I’ve had the first four books on my shelves for years now, but it took the HBO series and an extended amount of time spent at home to convince me to pull the trigger and start reading.  I have a few rules of thumbs when it comes to selecting books to read, and A Game of Thrones pitted two of them in a match to the finish.  Should “Read the book as soon as you can after seeing the movie” win over “Don’t read a series until all the books are out”?  Well, sure.  It’s not as if the last volume will be published before 2018 anyway…

And let’s make one thing clear: The HBO series couldn’t be a better advertisement for the book.  Adapted with a surprising faithfulness to the source material, it’s a monumental ten-hour achievement that manages to portray an epic fantasy with dozens of characters and sweeping events within the scope of a TV series budget.  SF/Fantasy fans are used to reading books while understanding that they could never be adapted for the screen, but this is an exception. The casting is perfect (something that becomes clearer after reading the book), the advantages of a lengthy miniseries over a motion picture are cleverly exploited (by featuring depth of characters, density of plotting and a rhythm that has time to breathe) and it shows just enough to make would-be readers about the extra depth that the book could contain.  By the time the bittersweet conclusion of the first season rolls, it’s hard to take a look at Martin’s series lying on the bookshelf and resist the impulsion to read the first volume and rush through the subsequent books.

The first surprise is the lack of surprise.

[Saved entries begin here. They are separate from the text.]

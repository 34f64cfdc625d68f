/// TextureSampler - the single VkSampler shared by every bindless texture
///
/// The max LOD only grows. A rebuild creates a new sampler and retires the
/// old one instead of destroying it: descriptors written earlier still embed
/// the old handle and may be bound by frames in flight, so retired samplers
/// live until shutdown.

use ash::vk;
use gnve_engine::gnve::Result;
use gnve_engine::engine_info;
use std::sync::Arc;

use crate::vulkan_context::GpuContext;

const SOURCE: &str = "gnve::vulkan::sampler";

/// Create info for the shared trilinear, repeating sampler
pub fn sampler_create_info(max_lod: f32, max_anisotropy: Option<f32>) -> vk::SamplerCreateInfo<'static> {
    let create_info = vk::SamplerCreateInfo::default()
        .mag_filter(vk::Filter::LINEAR)
        .min_filter(vk::Filter::LINEAR)
        .mipmap_mode(vk::SamplerMipmapMode::LINEAR)
        .address_mode_u(vk::SamplerAddressMode::REPEAT)
        .address_mode_v(vk::SamplerAddressMode::REPEAT)
        .address_mode_w(vk::SamplerAddressMode::REPEAT)
        .mip_lod_bias(0.0)
        .min_lod(0.0)
        .max_lod(max_lod.max(0.0))
        .border_color(vk::BorderColor::FLOAT_OPAQUE_BLACK)
        .unnormalized_coordinates(false)
        .compare_enable(false)
        .compare_op(vk::CompareOp::ALWAYS);

    match max_anisotropy {
        Some(max_aniso) if max_aniso > 1.0 => create_info.anisotropy_enable(true).max_anisotropy(max_aniso),
        _ => create_info.anisotropy_enable(false).max_anisotropy(1.0),
    }
}

pub struct TextureSampler {
    ctx: Option<Arc<GpuContext>>,
    current: vk::Sampler,
    max_lod: f32,
    max_anisotropy: Option<f32>,
    retired: Vec<vk::Sampler>,
}

impl TextureSampler {
    pub fn new(ctx: &Arc<GpuContext>, max_lod: f32, max_anisotropy: Option<f32>) -> Result<Self> {
        let current = Self::create_vk_sampler(ctx, max_lod, max_anisotropy)?;
        Ok(Self {
            ctx: Some(Arc::clone(ctx)),
            current,
            max_lod,
            max_anisotropy,
            retired: Vec::new(),
        })
    }

    /// Replace the sampler with one covering `max_lod`; the old one is retired
    pub fn rebuild(&mut self, max_lod: f32) -> Result<vk::Sampler> {
        let Some(ctx) = &self.ctx else {
            return Err(gnve_engine::gnve::Error::InvalidResource(
                "TextureSampler used after shutdown".to_string(),
            ));
        };
        let sampler = Self::create_vk_sampler(ctx, max_lod, self.max_anisotropy)?;
        engine_info!(
            ctx.log,
            SOURCE,
            "Sampler max LOD {} -> {} ({} retired)",
            self.max_lod,
            max_lod,
            self.retired.len() + 1
        );
        self.retired.push(std::mem::replace(&mut self.current, sampler));
        self.max_lod = max_lod;
        Ok(sampler)
    }

    pub fn handle(&self) -> vk::Sampler {
        self.current
    }

    pub fn max_lod(&self) -> f32 {
        self.max_lod
    }

    pub fn retired_count(&self) -> usize {
        self.retired.len()
    }

    /// Destroy the live and retired samplers and release the context.
    /// Must be called while the device is idle.
    pub fn shutdown(&mut self) {
        if let Some(ctx) = self.ctx.take() {
            unsafe {
                for sampler in self.retired.drain(..) {
                    ctx.device.destroy_sampler(sampler, None);
                }
                ctx.device.destroy_sampler(self.current, None);
            }
            self.current = vk::Sampler::null();
        }
    }

    fn create_vk_sampler(ctx: &GpuContext, max_lod: f32, max_anisotropy: Option<f32>) -> Result<vk::Sampler> {
        let create_info = sampler_create_info(max_lod, max_anisotropy);
        unsafe { ctx.check("create sampler", ctx.device.create_sampler(&create_info, None)) }
    }
}

impl Drop for TextureSampler {
    fn drop(&mut self) {
        // No-op once shutdown() ran
        self.shutdown();
    }
}
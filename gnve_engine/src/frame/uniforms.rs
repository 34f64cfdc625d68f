//! Per-frame uniform block and the orbit camera that fills it

use bytemuck::{Pod, Zeroable};
use glam::{Mat4, Vec3};

use super::window::Extent2D;

/// Uniform buffer contents bound at descriptor binding 0
#[repr(C)]
#[derive(Debug, Clone, Copy, PartialEq, Pod, Zeroable)]
pub struct FrameUniforms {
    pub model: Mat4,
    pub view: Mat4,
    pub projection: Mat4,
}

impl Default for FrameUniforms {
    fn default() -> Self {
        Self {
            model: Mat4::IDENTITY,
            view: Mat4::IDENTITY,
            projection: Mat4::IDENTITY,
        }
    }
}

/// Camera orbiting `target` on the horizontal plane
#[derive(Debug, Clone, Copy, PartialEq)]
pub struct Camera {
    pub target: Vec3,
    pub distance: f32,
    pub height: f32,
    /// Radians per second
    pub orbit_speed: f32,
    pub fov_y: f32,
    pub near: f32,
    pub far: f32,
}

impl Default for Camera {
    fn default() -> Self {
        Self {
            target: Vec3::ZERO,
            distance: 3.0,
            height: 1.0,
            orbit_speed: 0.5,
            fov_y: 45f32.to_radians(),
            near: 0.1,
            far: 100.0,
        }
    }
}

impl Camera {
    /// Eye position after `time` seconds of orbiting
    pub fn eye(&self, time: f32) -> Vec3 {
        let angle = time * self.orbit_speed;
        self.target + Vec3::new(angle.sin() * self.distance, self.height, angle.cos() * self.distance)
    }

    /// Matrices for a frame rendered at `extent`
    ///
    /// The projection flips Y: Vulkan clip space points down.
    pub fn uniforms(&self, time: f32, extent: Extent2D) -> FrameUniforms {
        let view = Mat4::look_at_rh(self.eye(time), self.target, Vec3::Y);
        let mut projection =
            Mat4::perspective_rh(self.fov_y, extent.aspect_ratio(), self.near, self.far);
        projection.y_axis.y *= -1.0;

        FrameUniforms {
            model: Mat4::IDENTITY,
            view,
            projection,
        }
    }
}

#[cfg(test)]
mod tests {
    use super::*;

    #[test]
    fn test_uniform_block_is_three_matrices() {
        assert_eq!(std::mem::size_of::<FrameUniforms>(), 3 * 64);
        let uniforms = FrameUniforms::default();
        assert_eq!(bytemuck::bytes_of(&uniforms).len(), 192);
    }

    #[test]
    fn test_projection_flips_y() {
        let camera = Camera::default();
        let flipped = camera.uniforms(0.0, Extent2D::new(800, 600));
        let plain = Mat4::perspective_rh(camera.fov_y, 800.0 / 600.0, camera.near, camera.far);
        assert_eq!(flipped.projection.y_axis.y, -plain.y_axis.y);
        assert_eq!(flipped.projection.x_axis.x, plain.x_axis.x);
    }

    #[test]
    fn test_zero_extent_does_not_produce_nan() {
        let uniforms = Camera::default().uniforms(1.0, Extent2D::new(0, 0));
        assert!(!uniforms.projection.is_nan());
    }

    #[test]
    fn test_eye_stays_at_orbit_distance() {
        let camera = Camera::default();
        for t in [0.0, 1.0, 2.5] {
            let eye = camera.eye(t);
            let flat = Vec3::new(eye.x, 0.0, eye.z);
            assert!((flat.length() - camera.distance).abs() < 1e-4);
        }
    }
}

Or, rather, it’s the satisfaction of seeing how closely the series has adhered to the novel.  There are a few changes, of course: Most of the young characters are even younger in the book (something that works better on the page that on-screen), the book is told in tight point-of-view that restricts the omniscient viewpoint of the series, and some scenes feel noticeably looser in the book, as if the series had tightened the bolts of an unwieldy mess of plots and sub-plots.

But more significant are the similarities: Fans of the series will immediately recognize the characters, events and complex lineages that end up forming the backbone of the series.  The density of back-story that this first volume has to explain is such that having seen the series pays off almost immediately in the first few pages: References that would be meaningless to first-time reader are immediately understood, enhancing the immersion in this new universe.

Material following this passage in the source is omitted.